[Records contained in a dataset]

::::

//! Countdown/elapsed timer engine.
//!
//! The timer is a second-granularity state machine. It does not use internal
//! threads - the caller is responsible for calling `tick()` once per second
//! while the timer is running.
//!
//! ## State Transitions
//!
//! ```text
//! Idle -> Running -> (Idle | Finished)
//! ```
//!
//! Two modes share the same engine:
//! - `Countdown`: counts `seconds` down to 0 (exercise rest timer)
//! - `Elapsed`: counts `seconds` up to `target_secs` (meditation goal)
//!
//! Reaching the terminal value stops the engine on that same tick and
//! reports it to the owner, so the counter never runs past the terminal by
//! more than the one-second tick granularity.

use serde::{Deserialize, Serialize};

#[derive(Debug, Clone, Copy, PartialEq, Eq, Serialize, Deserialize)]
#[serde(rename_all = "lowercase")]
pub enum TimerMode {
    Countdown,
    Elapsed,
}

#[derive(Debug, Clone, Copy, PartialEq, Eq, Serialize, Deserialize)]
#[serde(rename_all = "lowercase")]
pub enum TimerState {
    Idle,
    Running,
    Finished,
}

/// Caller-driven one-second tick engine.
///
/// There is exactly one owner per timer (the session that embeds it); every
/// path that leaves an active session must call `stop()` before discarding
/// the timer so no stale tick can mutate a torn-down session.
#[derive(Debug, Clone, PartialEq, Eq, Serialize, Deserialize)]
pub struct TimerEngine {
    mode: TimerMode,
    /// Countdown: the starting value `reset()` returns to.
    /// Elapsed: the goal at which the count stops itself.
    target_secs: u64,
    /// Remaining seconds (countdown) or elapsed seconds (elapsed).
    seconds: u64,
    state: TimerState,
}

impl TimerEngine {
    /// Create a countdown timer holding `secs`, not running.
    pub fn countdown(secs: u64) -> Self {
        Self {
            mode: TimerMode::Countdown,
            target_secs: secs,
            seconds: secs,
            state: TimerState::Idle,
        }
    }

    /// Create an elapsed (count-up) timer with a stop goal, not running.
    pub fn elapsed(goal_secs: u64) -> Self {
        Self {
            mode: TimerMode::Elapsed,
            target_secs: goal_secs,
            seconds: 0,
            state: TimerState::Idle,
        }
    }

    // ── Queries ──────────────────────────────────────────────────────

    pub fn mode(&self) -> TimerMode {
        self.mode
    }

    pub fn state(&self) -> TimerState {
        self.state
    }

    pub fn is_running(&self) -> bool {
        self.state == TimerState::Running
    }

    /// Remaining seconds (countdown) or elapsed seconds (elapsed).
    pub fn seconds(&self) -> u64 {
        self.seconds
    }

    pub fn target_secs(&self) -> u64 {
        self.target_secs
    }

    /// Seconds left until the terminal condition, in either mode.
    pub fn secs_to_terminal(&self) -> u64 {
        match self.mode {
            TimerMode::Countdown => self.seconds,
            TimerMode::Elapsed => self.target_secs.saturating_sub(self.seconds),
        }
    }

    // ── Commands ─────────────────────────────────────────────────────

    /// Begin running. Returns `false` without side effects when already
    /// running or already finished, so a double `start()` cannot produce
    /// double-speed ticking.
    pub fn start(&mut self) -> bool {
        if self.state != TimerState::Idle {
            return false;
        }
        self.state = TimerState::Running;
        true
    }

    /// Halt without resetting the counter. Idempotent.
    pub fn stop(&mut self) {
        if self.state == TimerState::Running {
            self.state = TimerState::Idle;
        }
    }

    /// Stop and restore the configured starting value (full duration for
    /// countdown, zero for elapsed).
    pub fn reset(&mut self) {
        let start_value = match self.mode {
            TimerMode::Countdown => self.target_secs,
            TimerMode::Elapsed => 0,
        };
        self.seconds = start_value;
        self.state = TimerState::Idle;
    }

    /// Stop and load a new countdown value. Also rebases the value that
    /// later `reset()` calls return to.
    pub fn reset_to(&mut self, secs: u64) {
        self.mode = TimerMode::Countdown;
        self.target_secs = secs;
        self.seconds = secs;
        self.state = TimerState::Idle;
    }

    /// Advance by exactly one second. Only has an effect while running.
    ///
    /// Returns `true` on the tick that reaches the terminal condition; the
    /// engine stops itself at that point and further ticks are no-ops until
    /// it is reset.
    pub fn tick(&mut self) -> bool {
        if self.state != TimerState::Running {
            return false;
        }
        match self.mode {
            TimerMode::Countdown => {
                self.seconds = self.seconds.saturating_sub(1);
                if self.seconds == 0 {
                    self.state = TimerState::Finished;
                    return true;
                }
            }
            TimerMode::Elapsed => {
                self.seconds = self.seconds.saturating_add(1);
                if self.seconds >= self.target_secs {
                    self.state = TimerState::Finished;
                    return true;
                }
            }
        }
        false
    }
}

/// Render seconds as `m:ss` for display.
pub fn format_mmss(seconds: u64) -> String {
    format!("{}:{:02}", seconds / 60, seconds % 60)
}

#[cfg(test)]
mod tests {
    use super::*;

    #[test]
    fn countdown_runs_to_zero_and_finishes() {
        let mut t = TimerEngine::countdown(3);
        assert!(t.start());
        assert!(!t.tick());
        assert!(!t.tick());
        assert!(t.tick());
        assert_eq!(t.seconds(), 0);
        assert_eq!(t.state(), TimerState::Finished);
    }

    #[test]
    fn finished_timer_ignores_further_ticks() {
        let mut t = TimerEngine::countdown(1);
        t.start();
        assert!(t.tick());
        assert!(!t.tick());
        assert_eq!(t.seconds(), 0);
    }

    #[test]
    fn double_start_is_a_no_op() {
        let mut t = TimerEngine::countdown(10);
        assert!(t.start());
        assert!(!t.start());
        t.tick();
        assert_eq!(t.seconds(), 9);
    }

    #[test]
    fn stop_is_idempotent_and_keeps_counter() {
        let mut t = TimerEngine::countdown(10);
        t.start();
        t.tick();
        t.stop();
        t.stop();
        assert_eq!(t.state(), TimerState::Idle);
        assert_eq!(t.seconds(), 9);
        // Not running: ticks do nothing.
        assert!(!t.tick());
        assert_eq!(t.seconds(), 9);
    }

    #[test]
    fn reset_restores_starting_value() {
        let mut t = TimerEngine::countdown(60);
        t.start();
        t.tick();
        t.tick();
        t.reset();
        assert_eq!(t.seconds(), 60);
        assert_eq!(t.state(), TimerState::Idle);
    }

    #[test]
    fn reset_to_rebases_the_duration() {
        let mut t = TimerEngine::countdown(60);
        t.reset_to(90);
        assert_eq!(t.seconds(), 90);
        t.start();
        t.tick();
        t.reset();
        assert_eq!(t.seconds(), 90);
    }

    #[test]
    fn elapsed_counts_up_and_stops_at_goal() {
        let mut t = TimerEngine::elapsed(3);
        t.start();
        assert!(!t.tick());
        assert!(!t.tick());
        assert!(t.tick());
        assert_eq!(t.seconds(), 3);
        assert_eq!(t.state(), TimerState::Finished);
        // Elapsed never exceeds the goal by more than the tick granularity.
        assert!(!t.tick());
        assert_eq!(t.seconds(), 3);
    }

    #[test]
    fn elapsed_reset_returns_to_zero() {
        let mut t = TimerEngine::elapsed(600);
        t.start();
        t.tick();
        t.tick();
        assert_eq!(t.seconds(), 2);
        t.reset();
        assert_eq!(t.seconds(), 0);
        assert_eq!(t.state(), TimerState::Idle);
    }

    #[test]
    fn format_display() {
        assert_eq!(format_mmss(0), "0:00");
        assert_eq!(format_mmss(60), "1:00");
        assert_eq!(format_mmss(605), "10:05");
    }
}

::::

> [Work order]:
Please set down all the data word for word.

> [Exercise result]:
//! Countdown/elapsed timer engine.
//!
//! The timer is a second-granularity state machine. It does not use internal
//! threads - the caller is responsible for calling `tick()` once per second
//! while the timer is running.
//!
//! ## State Transitions
//!
//! ```text
//! Idle -> Running -> (Idle | Finished)
//! ```
//!
//! Two modes share the same engine:
//! - `Countdown`: counts `seconds` down to 0 (exercise rest timer)
//! - `Elapsed`: counts `seconds` up to `target_secs` (meditation goal)
//!
//! Reaching the terminal value stops the engine on that same tick and
//! reports it to the owner, so the counter never runs past the terminal by
//! more than the one-second tick granularity.

use serde::{Deserialize, Serialize};

#[derive(Debug, Clone, Copy, PartialEq, Eq, Serialize, Deserialize)]
#[serde(rename_all = "lowercase")]
pub enum TimerMode {
    Countdown,
    Elapsed,
}

#[derive(Debug, Clone, Copy, PartialEq, Eq, Serialize, Deserialize)]
#[serde(rename_all = "lowercase")]
pub enum TimerState {
    Idle,
    Running,
    Finished,
}

/// Caller-driven one-second tick engine.
///
/// There is exactly one owner per timer (the session that embeds it); every
/// path that leaves an active session must call `stop()` before discarding
/// the timer so no stale tick can mutate a torn-down session.
#[derive(Debug, Clone, PartialEq, Eq, Serialize, Deserialize)]
pub struct TimerEngine {
    mode: TimerMode,
    /// Countdown: the starting value `reset()` returns to.
    /// Elapsed: the goal at which the count stops itself.
    target_secs: u64,
    /// Remaining seconds (countdown) or elapsed seconds (elapsed).
    seconds: u64,
    state: TimerState,
}

impl TimerEngine {
    /// Create a countdown timer holding `secs`, not running.
    pub fn countdown(secs: u64) -> Self {
        Self {
            mode: TimerMode::Countdown,
            target_secs: secs,
            seconds: secs,
            state: TimerState::Idle,
        }
    }

    /// Create an elapsed (count-up) timer with a stop goal, not running.
    pub fn elapsed(goal_secs: u64) -> Self {
        Self {
            mode: TimerMode::Elapsed,
            target_secs: goal_secs,
            seconds: 0,
            state: TimerState::Idle,
        }
    }

    // ── Queries ──────────────────────────────────────────────────────

    pub fn mode(&self) -> TimerMode {
        self.mode
    }

    pub fn state(&self) -> TimerState {
        self.state
    }

    pub fn is_running(&self) -> bool {
        self.state == TimerState::Running
    }

    /// Remaining seconds (countdown) or elapsed seconds (elapsed).
    pub fn seconds(&self) -> u64 {
        self.seconds
    }

    pub fn target_secs(&self) -> u64 {
        self.target_secs
    }

    /// Seconds left until the terminal condition, in either mode.
    pub fn secs_to_terminal(&self) -> u64 {
        match self.mode {
            TimerMode::Countdown => self.seconds,
            TimerMode::Elapsed => self.target_secs.saturating_sub(self.seconds),
        }
    }

    // ── Commands ─────────────────────────────────────────────────────

    /// Begin running. Returns `false` without side effects when already
    /// running or already finished, so a double `start()` cannot produce
    /// double-speed ticking.
    pub fn start(&mut self) -> bool {
        if self.state != TimerState::Idle {
            return false;
        }
        self.state = TimerState::Running;
        true
    }

    /// Halt without resetting the counter. Idempotent.
    pub fn stop(&mut self) {
        if self.state == TimerState::Running {
            self.state = TimerState::Idle;
        }
    }

    /// Stop and restore the configured starting value (full duration for
    /// countdown, zero for elapsed).
    pub fn reset(&mut self) {
        let start_value = match self.mode {
            TimerMode::Countdown => self.target_secs,
            TimerMode::Elapsed => 0,
        };
        self.seconds = start_value;
        self.state = TimerState::Idle;
    }

    /// Stop and load a new countdown value. Also rebases the value that
    /// later `reset()` calls return to.
    pub fn reset_to(&mut self, secs: u64) {
        self.mode = TimerMode::Countdown;
        self.target_secs = secs;
        self.seconds = secs;
        self.state = TimerState::Idle;
    }

    /// Advance by exactly one second. Only has an effect while running.
    ///
    /// Returns `true` on the tick that reaches the terminal condition; the
    /// engine stops itself at that point and further ticks are no-ops until
    /// it is reset.
    pub fn tick(&mut self) -> bool {
        if self.state != TimerState::Running {
            return false;
        }
        match self.mode {
            TimerMode::Countdown => {
                self.seconds = self.seconds.saturating_sub(1);
                if self.seconds == 0 {
                    self.state = TimerState::Finished;
                    return true;
                }
            }
            TimerMode::Elapsed => {
                self.seconds = self.seconds.saturating_add(1);
                if self.seconds >= self.target_secs {
                    self.state = TimerState::Finished;
                    return true;
                }
            }
        }
        false
    }
}

/// Render seconds as `m:ss` for display.
pub fn format_mmss(seconds: u64) -> String {
    format!("{}:{:02}", seconds / 60, seconds % 60)
}

#[cfg(test)]
mod tests {
    use super::*;

    #[test]
    fn countdown_runs_to_zero_and_finishes() {
        let mut t = TimerEngine::countdown(3);
        assert!(t.start());
        assert!(!t.tick());
        assert!(!t.tick());
        assert!(t.tick());
        assert_eq!(t.seconds(), 0);
        assert_eq!(t.state(), TimerState::Finished);
    }

    #[test]
    fn finished_timer_ignores_further_ticks() {
        let mut t = TimerEngine::countdown(1);
        t.start();
        assert!(t.tick());
        assert!(!t.tick());
        assert_eq!(t.seconds(), 0);
    }

    #[test]
    fn double_start_is_a_no_op() {
        let mut t = TimerEngine::countdown(10);
        assert!(t.start());
        assert!(!t.start());
        t.tick();
        assert_eq!(t.seconds(), 9);
    }

    #[test]
    fn stop_is_idempotent_and_keeps_counter() {
        let mut t = TimerEngine::countdown(10);
        t.start();
        t.tick();
        t.stop();
        t.stop();
        assert_eq!(t.state(), TimerState::Idle);
        assert_eq!(t.seconds(), 9);
        // Not running: ticks do nothing.
        assert!(!t.tick());
        assert_eq!(t.seconds(), 9);
    }

    #[test]
    fn reset_restores_starting_value() {
        let mut t = TimerEngine::countdown(60);
        t.start();
        t.tick();
        t.tick();
        t.reset();
        assert_eq!(t.seconds(), 60);
        assert_eq!(t.state(), TimerState::Idle);
    }

    #[test]
    fn reset_to_rebases_the_duration() {
        let mut t = TimerEngine::countdown(60);
        t.reset_to(90);
        assert_eq!(t.seconds(), 90);
        t.start();
        t.tick();
        t.reset();
        assert_eq!(t.seconds(), 90);
    }

    #[test]
    fn elapsed_counts_up_and_stops_at_goal() {
        let mut t = TimerEngine::elapsed(3);
        t.start();
        assert!(!t.tick());
        assert!(!t.tick());
        assert!(t.tick());
        assert_eq!(t.seconds(), 3);
        assert_eq!(t.state(), TimerState::Finished);
        // Elapsed never exceeds the goal by more than the tick granularity.
        assert!(!t.tick());
        assert_eq!(t.seconds(), 3);
    }

    #[test]
    fn elapsed_reset_returns_to_zero() {
        let mut t = TimerEngine::elapsed(600);
        t.start();
        t.tick();
        t.tick();
        assert_eq!(t.seconds(), 2);
        t.reset();
        assert_eq!(t.seconds(), 0);
        assert_eq!(t.state(), TimerState::Idle);
    }

    #[test]
    fn format_display() {
        assert_eq!(format_mmss(0), "0:00");
        assert_eq!(format_mmss(60), "1:00");
        assert_eq!(format_mmss(605), "10:05");
    }
}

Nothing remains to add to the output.